** MATERIAL PROVIDED **
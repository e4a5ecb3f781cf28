//! # Witness Calculator Runtime
//!
//! Drive compiled circuit modules to compute witness vectors.
//!
//! The runtime loads a circuit's WebAssembly module with `wasmi`, probes its
//! field parameters, assigns named inputs through the guest's signal table,
//! and reads the resulting witness back out of guest memory.
//!
//! ## Features
//!
//! - **Guest seam**: any [`CircuitGuest`] can be driven, `WasmiGuest` by default
//! - **Host imports**: injectable [`HostImports`] sink for guest diagnostics
//! - **Memory hygiene**: the guest allocator cursor is restored after every
//!   calculation, successful or not
//! - **Two output forms**: decoded field elements or the raw binary buffer
//!
//! ## Example
//!
//! ```rust,no_run
//! use witcalc_runtime::WitnessCalculator;
//! use witcalc_spec::{parse_inputs, witness_to_json};
//!
//! let wasm = std::fs::read("circuit.wasm").unwrap();
//! let inputs = parse_inputs(r#"{"a": 3, "b": 11}"#).unwrap();
//! let mut calculator = WitnessCalculator::from_module(&wasm).unwrap();
//! let witness = calculator.calculate_witness(&inputs, false).unwrap();
//! println!("{}", witness_to_json(&witness).unwrap());
//! ```

pub mod error;
pub mod alloc;
pub mod guest;
pub mod imports;
pub mod wasm;
pub mod calculator;

#[cfg(any(test, feature = "test-support"))]
pub mod test_support;

pub use error::{Result, RuntimeError};
pub use guest::CircuitGuest;
pub use imports::{GuestErrorReport, HostImports, ImportEvent, RecordingImports, TracingImports};
pub use wasm::{GuestConfig, WasmiGuest};
pub use calculator::WitnessCalculator;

** WHAT IS BEING ASKED **
All that belongs in your answer is the stretch of entries above from the line with "field parameters, assigns" through the line with "pub mod guest;", printed exactly.

** OUTPUT OF THE EXERCISE **
//! field parameters, assigns named inputs through the guest's signal table,
//! and reads the resulting witness back out of guest memory.
//!
//! ## Features
//!
//! - **Guest seam**: any [`CircuitGuest`] can be driven, `WasmiGuest` by default
//! - **Host imports**: injectable [`HostImports`] sink for guest diagnostics
//! - **Memory hygiene**: the guest allocator cursor is restored after every
//!   calculation, successful or not
//! - **Two output forms**: decoded field elements or the raw binary buffer
//!
//! ## Example
//!
//! ```rust,no_run
//! use witcalc_runtime::WitnessCalculator;
//! use witcalc_spec::{parse_inputs, witness_to_json};
//!
//! let wasm = std::fs::read("circuit.wasm").unwrap();
//! let inputs = parse_inputs(r#"{"a": 3, "b": 11}"#).unwrap();
//! let mut calculator = WitnessCalculator::from_module(&wasm).unwrap();
//! let witness = calculator.calculate_witness(&inputs, false).unwrap();
//! println!("{}", witness_to_json(&witness).unwrap());
//! ```

pub mod error;
pub mod alloc;
pub mod guest;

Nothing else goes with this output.